■ SUPPLIED DATA:
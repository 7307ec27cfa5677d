//! # Storage Configuration
//!
//! Tuning knobs for sparse set allocation, loaded once at startup.
//!
//! ```toml
//! sparse_block_size = 256
//! dense_capacity = 1024
//! ```

use std::path::Path;

use serde::{Deserialize, Serialize};

use crate::error::{EcsError, EcsResult};

/// Default alignment block for the sparse index.
pub const DEFAULT_SPARSE_BLOCK_SIZE: usize = 256;

/// Default initial reservation for dense storage.
pub const DEFAULT_DENSE_CAPACITY: usize = 256;

/// Allocation settings applied to every sparse set a registry creates.
#[derive(Clone, Copy, Debug, PartialEq, Eq, Serialize, Deserialize)]
#[serde(default)]
pub struct EcsConfig {
    /// The sparse index starts at this length and always grows to the next
    /// multiple of it.
    pub sparse_block_size: usize,
    /// Number of entries reserved up front in the dense arrays.
    pub dense_capacity: usize,
}

impl Default for EcsConfig {
    fn default() -> Self {
        Self {
            sparse_block_size: DEFAULT_SPARSE_BLOCK_SIZE,
            dense_capacity: DEFAULT_DENSE_CAPACITY,
        }
    }
}

impl EcsConfig {
    /// Checks that the values are usable.
    ///
    /// # Errors
    ///
    /// Returns [`EcsError::InvalidConfig`] if `sparse_block_size` is zero.
    pub fn validate(&self) -> EcsResult<()> {
        if self.sparse_block_size == 0 {
            return Err(EcsError::InvalidConfig(
                "sparse_block_size must be greater than zero".to_string(),
            ));
        }
        Ok(())
    }

    /// Parses and validates a configuration from TOML text.
    ///
    /// Missing keys fall back to their defaults.
    ///
    /// # Errors
    ///
    /// Returns [`EcsError::ConfigParse`] on malformed TOML and
    /// [`EcsError::InvalidConfig`] if validation fails.
    pub fn from_toml_str(text: &str) -> EcsResult<Self> {
        let config: Self =
            toml::from_str(text).map_err(|e| EcsError::ConfigParse(e.to_string()))?;
        config.validate()?;
        Ok(config)
    }

    /// Reads, parses and validates a configuration file.
    ///
    /// # Errors
    ///
    /// Returns [`EcsError::ConfigIo`] if the file cannot be read, otherwise
    /// the same errors as [`EcsConfig::from_toml_str`].
    pub fn from_toml_file(path: impl AsRef<Path>) -> EcsResult<Self> {
        let path = path.as_ref();
        let text = std::fs::read_to_string(path)
            .map_err(|e| EcsError::ConfigIo(format!("{}: {e}", path.display())))?;
        Self::from_toml_str(&text)
    }

    /// Rounds `n` up to the next multiple of the sparse block size.
    #[inline]
    #[must_use]
    pub const fn aligned_capacity(&self, n: usize) -> usize {
        n.div_ceil(self.sparse_block_size) * self.sparse_block_size
    }
}

#[cfg(test)]
mod tests {
    use super::*;

    #[test]
    fn test_defaults() {
        let config = EcsConfig::default();
        assert_eq!(config.sparse_block_size, 256);
        assert_eq!(config.dense_capacity, 256);
        assert!(config.validate().is_ok());
    }

    #[test]
    fn test_aligned_capacity() {
        let config = EcsConfig::default();
        assert_eq!(config.aligned_capacity(0), 0);
        assert_eq!(config.aligned_capacity(1), 256);
        assert_eq!(config.aligned_capacity(256), 256);
        assert_eq!(config.aligned_capacity(257), 512);
        assert_eq!(config.aligned_capacity(300), 512);
    }

    #[test]
    fn test_from_toml_partial() {
        let config = EcsConfig::from_toml_str("sparse_block_size = 64").unwrap();
        assert_eq!(config.sparse_block_size, 64);
        assert_eq!(config.dense_capacity, DEFAULT_DENSE_CAPACITY);
    }

    #[test]
    fn test_from_toml_rejects_zero_block() {
        let err = EcsConfig::from_toml_str("sparse_block_size = 0").unwrap_err();
        assert!(matches!(err, EcsError::InvalidConfig(_)));
    }

    #[test]
    fn test_from_toml_rejects_garbage() {
        let err = EcsConfig::from_toml_str("sparse_block_size = \"big\"").unwrap_err();
        assert!(matches!(err, EcsError::ConfigParse(_)));
    }

    #[test]
    fn test_from_missing_file() {
        let err = EcsConfig::from_toml_file("/nonexistent/strata.toml").unwrap_err();
        assert!(matches!(err, EcsError::ConfigIo(_)));
    }
}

■ REQUIREMENT:
The full set of entries should be transcribed exactly.

■ ANSWER SECTION:
repository 7307ec27cfa5677d
//! # Storage Configuration
//!
//! Tuning knobs for sparse set allocation, loaded once at startup.
//!
//! ```toml
//! sparse_block_size = 256
//! dense_capacity = 1024
//! ```

use std::path::Path;

use serde::{Deserialize, Serialize};

use crate::error::{EcsError, EcsResult};

/// Default alignment block for the sparse index.
pub const DEFAULT_SPARSE_BLOCK_SIZE: usize = 256;

/// Default initial reservation for dense storage.
pub const DEFAULT_DENSE_CAPACITY: usize = 256;

/// Allocation settings applied to every sparse set a registry creates.
#[derive(Clone, Copy, Debug, PartialEq, Eq, Serialize, Deserialize)]
#[serde(default)]
pub struct EcsConfig {
    /// The sparse index starts at this length and always grows to the next
    /// multiple of it.
    pub sparse_block_size: usize,
    /// Number of entries reserved up front in the dense arrays.
    pub dense_capacity: usize,
}

impl Default for EcsConfig {
    fn default() -> Self {
        Self {
            sparse_block_size: DEFAULT_SPARSE_BLOCK_SIZE,
            dense_capacity: DEFAULT_DENSE_CAPACITY,
        }
    }
}

impl EcsConfig {
    /// Checks that the values are usable.
    ///
    /// # Errors
    ///
    /// Returns [`EcsError::InvalidConfig`] if `sparse_block_size` is zero.
    pub fn validate(&self) -> EcsResult<()> {
        if self.sparse_block_size == 0 {
            return Err(EcsError::InvalidConfig(
                "sparse_block_size must be greater than zero".to_string(),
            ));
        }
        Ok(())
    }

    /// Parses and validates a configuration from TOML text.
    ///
    /// Missing keys fall back to their defaults.
    ///
    /// # Errors
    ///
    /// Returns [`EcsError::ConfigParse`] on malformed TOML and
    /// [`EcsError::InvalidConfig`] if validation fails.
    pub fn from_toml_str(text: &str) -> EcsResult<Self> {
        let config: Self =
            toml::from_str(text).map_err(|e| EcsError::ConfigParse(e.to_string()))?;
        config.validate()?;
        Ok(config)
    }

    /// Reads, parses and validates a configuration file.
    ///
    /// # Errors
    ///
    /// Returns [`EcsError::ConfigIo`] if the file cannot be read, otherwise
    /// the same errors as [`EcsConfig::from_toml_str`].
    pub fn from_toml_file(path: impl AsRef<Path>) -> EcsResult<Self> {
        let path = path.as_ref();
        let text = std::fs::read_to_string(path)
            .map_err(|e| EcsError::ConfigIo(format!("{}: {e}", path.display())))?;
        Self::from_toml_str(&text)
    }

    /// Rounds `n` up to the next multiple of the sparse block size.
    #[inline]
    #[must_use]
    pub const fn aligned_capacity(&self, n: usize) -> usize {
        n.div_ceil(self.sparse_block_size) * self.sparse_block_size
    }
}

#[cfg(test)]
mod tests {
    use super::*;

    #[test]
    fn test_defaults() {
        let config = EcsConfig::default();
        assert_eq!(config.sparse_block_size, 256);
        assert_eq!(config.dense_capacity, 256);
        assert!(config.validate().is_ok());
    }

    #[test]
    fn test_aligned_capacity() {
        let config = EcsConfig::default();
        assert_eq!(config.aligned_capacity(0), 0);
        assert_eq!(config.aligned_capacity(1), 256);
        assert_eq!(config.aligned_capacity(256), 256);
        assert_eq!(config.aligned_capacity(257), 512);
        assert_eq!(config.aligned_capacity(300), 512);
    }

    #[test]
    fn test_from_toml_partial() {
        let config = EcsConfig::from_toml_str("sparse_block_size = 64").unwrap();
        assert_eq!(config.sparse_block_size, 64);
        assert_eq!(config.dense_capacity, DEFAULT_DENSE_CAPACITY);
    }

    #[test]
    fn test_from_toml_rejects_zero_block() {
        let err = EcsConfig::from_toml_str("sparse_block_size = 0").unwrap_err();
        assert!(matches!(err, EcsError::InvalidConfig(_)));
    }

    #[test]
    fn test_from_toml_rejects_garbage() {
        let err = EcsConfig::from_toml_str("sparse_block_size = \"big\"").unwrap_err();
        assert!(matches!(err, EcsError::ConfigParse(_)));
    }

    #[test]
    fn test_from_missing_file() {
        let err = EcsConfig::from_toml_file("/nonexistent/strata.toml").unwrap_err();
        assert!(matches!(err, EcsError::ConfigIo(_)));
    }
}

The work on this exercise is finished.